# [EXERCISE MATERIALS]

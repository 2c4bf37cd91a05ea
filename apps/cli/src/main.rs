use std::time::{Duration, Instant};

use anyhow::Result;
use clap::{Parser, error::ErrorKind};
use console::style;
use indicatif::{ProgressBar, ProgressStyle};
use tracing::warn;
use tracing_subscriber::EnvFilter;

use ytcefr_core::{Analysis, CaptionOutcome, Config, Pipeline, RunReport, Stage, YoutubeCaptions};

#[derive(Parser)]
#[command(name = "ytcefr")]
#[command(about = "Fetch YouTube captions, grade their CEFR level with an LLM and render a summary")]
struct Cli {
    /// YouTube video URL
    url: String,
}

fn format_duration(d: Duration) -> String {
    let secs = d.as_secs_f64();
    if secs < 60.0 {
        format!("{:.1}s", secs)
    } else {
        format!("{:.0}m {:.0}s", (secs / 60.0).floor(), secs % 60.0)
    }
}

fn create_spinner(msg: &str) -> ProgressBar {
    let pb = ProgressBar::new_spinner();
    pb.set_style(
        ProgressStyle::default_spinner()
            .tick_chars("⠁⠂⠄⡀⢀⠠⠐⠈ ")
            .template("{spinner:.cyan} {msg}")
            .unwrap_or_else(|_| ProgressStyle::default_spinner()),
    );
    pb.set_message(msg.to_string());
    pb.enable_steady_tick(Duration::from_millis(80));
    pb
}

fn init_logging(config: &Config) {
    tracing_subscriber::fmt()
        .with_env_filter(EnvFilter::new(config.log_directive()))
        .with_target(false)
        .with_writer(std::io::stderr)
        .compact()
        .init();
}

fn print_summary(report: &RunReport) {
    let ok = style("✓").green().bold();
    let degraded = style("✗").yellow().bold();

    match report.captions {
        Some(CaptionOutcome::Cached) => {
            println!("{} Captions {}", ok, style("(cached)").dim())
        }
        Some(CaptionOutcome::Fetched { entries, sentences }) => println!(
            "{} Captions: {} entries, {} sentences",
            ok, entries, sentences
        ),
        None => println!("{} Captions unavailable", degraded),
    }

    match &report.info {
        Some(info) => println!("{} Video info: {}", ok, style(&info.title).dim()),
        None => println!("{} Video info unavailable", degraded),
    }

    match &report.analysis {
        Analysis::Present(record) => println!(
            "{} Analysis: {} {}",
            ok,
            style(record.cefr).yellow(),
            style(format!("({} WPM)", record.kpm)).dim()
        ),
        Analysis::Absent { reason } => {
            println!("{} Analysis unavailable {}", degraded, style(reason).dim())
        }
    }
}

#[tokio::main]
async fn main() -> Result<()> {
    let config = Config::from_env();
    init_logging(&config);

    // A wrong argument count is not an error: warn and exit 0
    let cli = match Cli::try_parse() {
        Ok(cli) => cli,
        Err(e) if matches!(e.kind(), ErrorKind::DisplayHelp | ErrorKind::DisplayVersion) => {
            e.exit()
        }
        Err(_) => {
            warn!("Usage: ytcefr <YouTube URL>");
            return Ok(());
        }
    };

    println!(
        "\n{}  {}\n",
        style("ytcefr").cyan().bold(),
        style("Video Level Analyzer").dim()
    );

    let captions = YoutubeCaptions::new()?;
    let pipeline = Pipeline::new(&config, &captions);
    let provider = config.provider;

    let total_start = Instant::now();
    let spinner = create_spinner("Preparing...");
    let result = pipeline
        .run(&cli.url, |stage| match stage {
            Stage::Start => spinner.set_message("Fetching captions..."),
            Stage::Captioned => {
                spinner.set_message(format!("Analyzing with {}...", provider.name()))
            }
            Stage::Analyzed => {
                spinner.set_message(format!("Rendering with {}...", provider.name()))
            }
            Stage::Rendered | Stage::Done => {}
        })
        .await;
    spinner.finish_and_clear();

    let report = result?;
    print_summary(&report);

    println!(
        "\n{} {}\n",
        style("Total time:").dim(),
        style(format_duration(total_start.elapsed())).cyan().bold()
    );
    println!("{}", style("─".repeat(60)).dim());

    println!("{}", report.rendered);

    Ok(())
}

# [WHAT THE EXERCISE ASKS]
Transcribe only, please, the lines from the first line of the records through the line with "use tracing_subscriber::EnvFilter;". Both of those lines are included.

# [THE ANSWER]
repository 2c4bf37cd91a05ea
filename apps/cli/src/main.rs
use std::time::{Duration, Instant};

use anyhow::Result;
use clap::{Parser, error::ErrorKind};
use console::style;
use indicatif::{ProgressBar, ProgressStyle};
use tracing::warn;
use tracing_subscriber::EnvFilter;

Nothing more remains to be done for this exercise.